People often ask what the hardest part about cycle touring is, but in reality, the hardest part can change with every country, or even daily, depending on where your mind is at. In general, the hardest part in Georgia was the heat as it was often over 40C, whereas in India, the most difficult part was the people. Here in Patagonia, the hardest part is going to be (and has been) the wind, as there is nothing more frustrating than pedaling as hard as you can on the flats only to see your speedometer hovering at a measly 8km/h.

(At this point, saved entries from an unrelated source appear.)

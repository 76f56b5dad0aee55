//! Basin selection and weekly aggregates for the time-series rows.
//!
//! Unlike the location lists these are not slot matched: the selected
//! basin's rows are shown in file order, and the cards are filled from
//! whatever is there.

use serde::Serialize;

use crate::ingest::mock::{BasinFixture, RainfallFixture, SoilMoistureFixture, SpeiFixture};
use crate::model::{DailyValue, MonthlyValue};

/// Looks up one basin's block in a fixture.
pub fn select_basin<'a, T>(fixture: &'a BasinFixture<T>, basin_id: &str) -> Option<&'a T> {
    fixture.get(basin_id)
}

/// Past-week satellite rainfall, mm/day.
#[derive(Debug, Clone, PartialEq, Serialize)]
pub struct RainfallSummary {
    pub days: Vec<DailyValue>,
    /// Accumulated rainfall over `days`.
    pub total: f64,
}

/// Past-week surface soil moisture, m³/m³.
#[derive(Debug, Clone, PartialEq, Serialize)]
pub struct SoilMoistureSummary {
    pub days: Vec<DailyValue>,
    /// `None` when there are no days.
    pub mean: Option<f64>,
}

#[derive(Debug, Clone, PartialEq, Serialize)]
pub struct RainForecast {
    pub weeks: Vec<DailyValue>,
}

#[derive(Debug, Clone, PartialEq, Serialize)]
pub struct DroughtOutlook {
    pub months: Vec<MonthlyValue>,
}

pub fn total(values: &[DailyValue]) -> f64 {
    values.iter().map(|v| v.value).sum()
}

pub fn mean(values: &[DailyValue]) -> Option<f64> {
    if values.is_empty() {
        return None;
    }
    Some(total(values) / values.len() as f64)
}

// ---------------------------------------------------------------------------
// Builders
// ---------------------------------------------------------------------------

pub fn summarize_rainfall(fixture: Option<&RainfallFixture>, basin_id: &str) -> Option<RainfallSummary> {
    let basin = select_basin(fixture?, basin_id)?;
    Some(RainfallSummary {
        days: basin.daily.clone(),
        total: total(&basin.daily),
    })
}

pub fn summarize_soil_moisture(
    fixture: Option<&SoilMoistureFixture>,
    basin_id: &str,
) -> Option<SoilMoistureSummary> {
    let basin = select_basin(fixture?, basin_id)?;
    Some(SoilMoistureSummary {
        days: basin.daily.clone(),
        mean: mean(&basin.daily),
    })
}

/// Weekly rain forecast for the basin. Comes from the rainfall fixture.
pub fn rain_forecast(fixture: Option<&RainfallFixture>, basin_id: &str) -> Option<RainForecast> {
    let basin = select_basin(fixture?, basin_id)?;
    Some(RainForecast {
        weeks: basin.weekly_forecast.clone(),
    })
}

pub fn drought_outlook(fixture: Option<&SpeiFixture>, basin_id: &str) -> Option<DroughtOutlook> {
    let basin = select_basin(fixture?, basin_id)?;
    Some(DroughtOutlook {
        months: basin.monthly.clone(),
    })
}

// ---------------------------------------------------------------------------
// Tests
// ---------------------------------------------------------------------------

#[cfg(test)]
mod tests {
    use super::*;
    use crate::ingest::fixtures::*;
    use crate::ingest::mock::{parse_rainfall_fixture, parse_soil_moisture_fixture, parse_spei_fixture};

    #[test]
    fn test_soil_moisture_mean() {
        let soil = parse_soil_moisture_fixture(fixture_soil_moisture_json()).unwrap();
        let summary = summarize_soil_moisture(Some(&soil), "ping").expect("ping present");
        let mean = summary.mean.expect("non-empty");
        assert!((mean - 0.30).abs() < 1e-9, "mean was {}", mean);
        assert_eq!(format!("{:.2}", mean), "0.30");
    }

    #[test]
    fn test_soil_moisture_mean_of_empty_basin_is_none() {
        let soil = parse_soil_moisture_fixture(fixture_soil_moisture_json()).unwrap();
        let summary = summarize_soil_moisture(Some(&soil), "mae_kuang").expect("mae_kuang present");
        assert!(summary.days.is_empty());
        assert_eq!(summary.mean, None);
    }

    #[test]
    fn test_rainfall_total_keeps_file_order() {
        let rain = parse_rainfall_fixture(fixture_rainfall_json()).unwrap();
        let summary = summarize_rainfall(Some(&rain), "ping").unwrap();
        assert_eq!(summary.days.len(), 7);
        assert_eq!(summary.days[0].value, 20.0);
        assert_eq!(summary.days[6].value, 8.0);
        assert_eq!(format!("{:.1}", summary.total), "148.0");
    }

    #[test]
    fn test_forecast_and_outlook_lengths() {
        let rain = parse_rainfall_fixture(fixture_rainfall_json()).unwrap();
        let spei = parse_spei_fixture(fixture_spei_json()).unwrap();

        assert_eq!(rain_forecast(Some(&rain), "ping").unwrap().weeks.len(), 8);
        assert!(rain_forecast(Some(&rain), "mae_taeng").unwrap().weeks.is_empty());
        assert_eq!(drought_outlook(Some(&spei), "ping").unwrap().months.len(), 6);
    }

    #[test]
    fn test_missing_fixture_or_basin_is_none() {
        let rain = parse_rainfall_fixture(fixture_rainfall_json()).unwrap();
        assert!(summarize_rainfall(None, "ping").is_none());
        assert!(summarize_rainfall(Some(&rain), "nan").is_none());
        assert!(drought_outlook(None, "ping").is_none());
    }
}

Though headwinds, heat, hills, and really rough roads wear you down physically, more than anything else they wear you down mentally as by the end of the day, it’s always your mind which has given up before your body. I tend to do better (mentality, and therefore physically as well) if I know what’s up ahead, and since so many people had warned us about the dreadful headwinds in this region, I never got to a breaking point of frustration which has happened in other situations. Instead, we dealt with the wind by taking long lunch breaks where we discussed anything but the wind so that we were all in high spirits when we set out again, and by slowly pedaling onwards no matter how desperate it felt. The very hardest section was our last fifty kilometers as we were low on water, out of food, and against the strongest headwinds we had ever seen. We had already been pedaling hard for a week without a day off, and with only fifty kilometers left to go, we found ourselves pushing as hard as we could on our smallest gears even on the downhills.
The four of us (Kevin and I, plus our friends Mike and Emily who will be with us for a while more) were discussing on one of our hardest days how everything always looks better in the photos. In a photo all you see is the beautiful camping spot, or the gorgeous lunch break, but what you may not see is the rocky road you just climbed for three days to get there, or the horrifying winds which threaten to make you go insane. Though I think these challenges are part of what make cycling touring what it is, it is sometimes more enjoyable to look back in retrospect when you are no longer dealing with whatever elements nature has decided to throw at you.
For a photo of the day and other updates follow me on facebook here, and for some awkwardly cropped photos from our journey, follow us on Instagram @awanderingphoto!
To the traveler my wish: “buen viento y buena mar”
I’ve been wondering for days now – how did you make this photo? Maybe you don’t want to destroy the mystery, but it’s driving me nuts.
Hahah Kevin jumped up on the sign when I took it!